# HELP!! Betta Acting weird and we don't know what to do!!!!



## BettaParent89 (Oct 28, 2010)

My boyfriend and I have had Bart for almost 2 years now. I went to change his water today (I try to do this once every week), but today when I was washing his bowl and rocks I noticed that Bart was acting funny in the container I put him, like I always do when I clean his bowl. Bart was tilting to one side of the container and had one of his fins pressed up against his body. He was basically lifeless. So I hurried up and filled his bowl back up with temperate water so he doesn't get shocked from the water change. I put him back in his bowl and he was swimming around to get air and then he just stopped and sunk like a rock to the bottom and has been there ever since. He's never done this before. He occasionally comes back up for air, using both his fins and then sinks back to the bottom and rests on his side. We don't know what to do, or what's happening to our Bart. Can anyone help us out? Thanks.

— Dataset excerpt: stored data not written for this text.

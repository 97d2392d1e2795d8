//! Write-surface abstractions over the database.
//!
//! The reconciler never talks to [`Database`] directly. It goes through the
//! [`EventStore`] and [`StatusStore`] traits, and event writes pass through
//! [`ResilientWriter`], which handles stores created before the attribution
//! columns existed: the first `UnknownColumn` failure flips the writer to the
//! `Minimal` shape for the rest of its lifetime.

use std::cell::Cell;

use chrono::NaiveDate;

use crate::db::{Database, DbResult, StoreError};
use crate::models::{DiagnosticEvent, NaturalKey, ReproductiveStatus};

/// Which columns an event write carries.
///
/// `Full` includes the optional attribution columns, `Minimal` omits them.
/// Callers pick a shape explicitly; there is no hidden column probing.
#[derive(Debug, Clone, Copy, PartialEq, Eq)]
pub enum WriteShape {
    Full,
    Minimal,
}

/// What a grouped status update does to the expected due date.
#[derive(Debug, Clone, PartialEq, Eq)]
pub enum DueDateAction {
    /// Write this date.
    Set(NaiveDate),
    /// Null the column (animal confirmed empty).
    Clear,
    /// Leave whatever is stored (sexing refines status, not dates).
    Keep,
}

/// One batched status write: every listed recipient receives the identical
/// status and due-date action.
#[derive(Debug, Clone, PartialEq, Eq)]
pub struct StatusUpdateGroup {
    pub status: ReproductiveStatus,
    pub due_date: DueDateAction,
    pub recipient_ids: Vec<String>,
}

/// Diagnostic event persistence.
pub trait EventStore {
    fn insert_event(&self, event: &DiagnosticEvent, shape: WriteShape) -> DbResult<()>;
    fn update_event(&self, event: &DiagnosticEvent, shape: WriteShape) -> DbResult<bool>;
    fn find_event(&self, key: &NaturalKey) -> DbResult<Option<DiagnosticEvent>>;
}

/// Recipient status persistence.
pub trait StatusStore {
    fn apply_status_update(&self, group: &StatusUpdateGroup) -> DbResult<usize>;
}

impl EventStore for Database {
    fn insert_event(&self, event: &DiagnosticEvent, shape: WriteShape) -> DbResult<()> {
        Database::insert_event(self, event, shape)
    }

    fn update_event(&self, event: &DiagnosticEvent, shape: WriteShape) -> DbResult<bool> {
        Database::update_event(self, event, shape)
    }

    fn find_event(&self, key: &NaturalKey) -> DbResult<Option<DiagnosticEvent>> {
        Database::find_event(self, key)
    }
}

impl StatusStore for Database {
    fn apply_status_update(&self, group: &StatusUpdateGroup) -> DbResult<usize> {
        Database::apply_status_update(self, group)
    }
}

/// Event writer that degrades to the `Minimal` shape when the underlying
/// store predates the attribution columns.
///
/// The flag is sticky: once a `Full` write fails with `UnknownColumn`, every
/// later write goes straight to `Minimal` without re-probing. A failure of
/// the `Minimal` retry itself is surfaced unchanged.
pub struct ResilientWriter<'a, S: EventStore> {
    store: &'a S,
    attribution_supported: Cell<bool>,
}

impl<'a, S: EventStore> ResilientWriter<'a, S> {
    pub fn new(store: &'a S) -> Self {
        Self {
            store,
            attribution_supported: Cell::new(true),
        }
    }

    /// Whether the store has accepted (or not yet rejected) attribution
    /// columns.
    pub fn attribution_supported(&self) -> bool {
        self.attribution_supported.get()
    }

    pub fn insert(&self, event: &DiagnosticEvent) -> DbResult<()> {
        self.attempt(|shape| self.store.insert_event(event, shape))
    }

    pub fn update(&self, event: &DiagnosticEvent) -> DbResult<bool> {
        self.attempt(|shape| self.store.update_event(event, shape))
    }

    pub fn find(&self, key: &NaturalKey) -> DbResult<Option<DiagnosticEvent>> {
        self.store.find_event(key)
    }

    fn attempt<T>(&self, op: impl Fn(WriteShape) -> DbResult<T>) -> DbResult<T> {
        if !self.attribution_supported.get() {
            return op(WriteShape::Minimal);
        }
        match op(WriteShape::Full) {
            Err(StoreError::UnknownColumn(_)) => {
                self.attribution_supported.set(false);
                op(WriteShape::Minimal)
            }
            other => other,
        }
    }
}

#[cfg(test)]
mod tests {
    use super::*;
    use crate::models::{CheckOutcome, DiagnosticKind};
    use std::cell::RefCell;

    /// Store double that rejects `Full` writes like a pre-drift file would.
    struct DriftedStore {
        reject_full: bool,
        shapes_seen: RefCell<Vec<WriteShape>>,
    }

    impl DriftedStore {
        fn new(reject_full: bool) -> Self {
            Self {
                reject_full,
                shapes_seen: RefCell::new(Vec::new()),
            }
        }
    }

    impl EventStore for DriftedStore {
        fn insert_event(&self, _event: &DiagnosticEvent, shape: WriteShape) -> DbResult<()> {
            self.shapes_seen.borrow_mut().push(shape);
            if shape == WriteShape::Full && self.reject_full {
                return Err(StoreError::UnknownColumn(
                    "table diagnostic_events has no column named veterinarian".into(),
                ));
            }
            Ok(())
        }

        fn update_event(&self, event: &DiagnosticEvent, shape: WriteShape) -> DbResult<bool> {
            self.insert_event(event, shape)?;
            Ok(true)
        }

        fn find_event(&self, _key: &NaturalKey) -> DbResult<Option<DiagnosticEvent>> {
            Ok(None)
        }
    }

    fn event() -> DiagnosticEvent {
        DiagnosticEvent::new(
            "r1".into(),
            chrono::NaiveDate::from_ymd_opt(2025, 3, 10).unwrap(),
            DiagnosticKind::PregnancyCheck,
            chrono::NaiveDate::from_ymd_opt(2025, 4, 9).unwrap(),
            CheckOutcome::Pregnant,
        )
    }

    #[test]
    fn test_full_write_succeeds_without_fallback() {
        let store = DriftedStore::new(false);
        let writer = ResilientWriter::new(&store);

        writer.insert(&event()).unwrap();
        assert_eq!(*store.shapes_seen.borrow(), vec![WriteShape::Full]);
        assert!(writer.attribution_supported());
    }

    #[test]
    fn test_unknown_column_falls_back_once_then_sticks() {
        let store = DriftedStore::new(true);
        let writer = ResilientWriter::new(&store);

        writer.insert(&event()).unwrap();
        assert!(!writer.attribution_supported());

        writer.update(&event()).unwrap();
        // one Full probe on the first write, Minimal everywhere after
        assert_eq!(
            *store.shapes_seen.borrow(),
            vec![WriteShape::Full, WriteShape::Minimal, WriteShape::Minimal]
        );
    }

    #[test]
    fn test_other_errors_do_not_trigger_fallback() {
        struct BrokenStore;
        impl EventStore for BrokenStore {
            fn insert_event(&self, _: &DiagnosticEvent, _: WriteShape) -> DbResult<()> {
                Err(StoreError::UniqueViolation("diagnostic_events".into()))
            }
            fn update_event(&self, _: &DiagnosticEvent, _: WriteShape) -> DbResult<bool> {
                unreachable!()
            }
            fn find_event(&self, _: &NaturalKey) -> DbResult<Option<DiagnosticEvent>> {
                Ok(None)
            }
        }

        let store = BrokenStore;
        let writer = ResilientWriter::new(&store);
        let err = writer.insert(&event()).unwrap_err();
        assert!(matches!(err, StoreError::UniqueViolation(_)));
        assert!(writer.attribution_supported());
    }
}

BTW: We have him in an unfiltered regular 1 gallon glass bowl, but every time I change the water I put 7 drops of Aqua Safe by Tetra conditioning treatment (makes tap water safe for fish).


----------



## Adastra (Jun 18, 2010)

Right off the bat, you are unfortunately not changing the water enough. One gallon containers are so small that they really should have 100% water changes every other day. This sounds ridiculous, but fish constantly excrete ammonia through their gills as they breathe. This is sort of like the fish's means of urination. This ammonia quickly builds up and is very toxic--ammonia is often what you smell when you spray glass cleaner and other cleaning products. It's corrosive and very unpleasant. It is likely what is making your betta sick. Bettas are hardy fish compared to a lot of species on the market, but eventually all this ammonia exposure was bound to catch up to him and you are probably seeing the results of his organs being overworked and his gills being damaged for two years, and his immune system is going downhill. 

Filling out this form will help us pinpoint any other possible causes for his problems and solutions for them: http://www.bettafish.com/showthread.php?t=49233

For now, though, definitely get on board with doing frequent 100% water changes. If you can find it, methylene blue can be helpful to fish suffering from ammonia poisoning and it will help prevent him from catching a secondary infection while in this vulnerable state.


----------



## Oldfishlady (Mar 1, 2010)

What is the water temp?
I would make another water change to rule out the water as the problem/cause of the behavior change-something could have fell in the tank, something on your hands or in the air...etc......
Make sure and add the dechlorinator and that the water temp within a couple of degrees from new and old water
It can be easy to forget the dechlorinator with one little distraction in our busy life........


----------



## BettaParent89 (Oct 28, 2010)

Adastra: Thank-you very much. We had some thought that the cloudy water (which was definitely his secretions) was causing this. And now I know what that smell is, ammonia. So besides doing the water changes, is there anything else that we can do for Bart and when he gets better is there anything we can do for him to stop this from happening? ALSO, now Bart is upright instead of tilting, but he's still staying on the bottom not moving at all.

OFL: I usually change his water with cooler than luke warm water, but not cold to where Bart goes into some sort of shock. I try to keep it at the same temperature he came out of before I cleaned his bowl. And I make sure to put the Aqua Safe drops in there before I put him in there. But that's another thing, I'm not sure this stuff is really working cause his bowl seems to get sort of smokey looking instantly. I don't know if that's my imagination or what?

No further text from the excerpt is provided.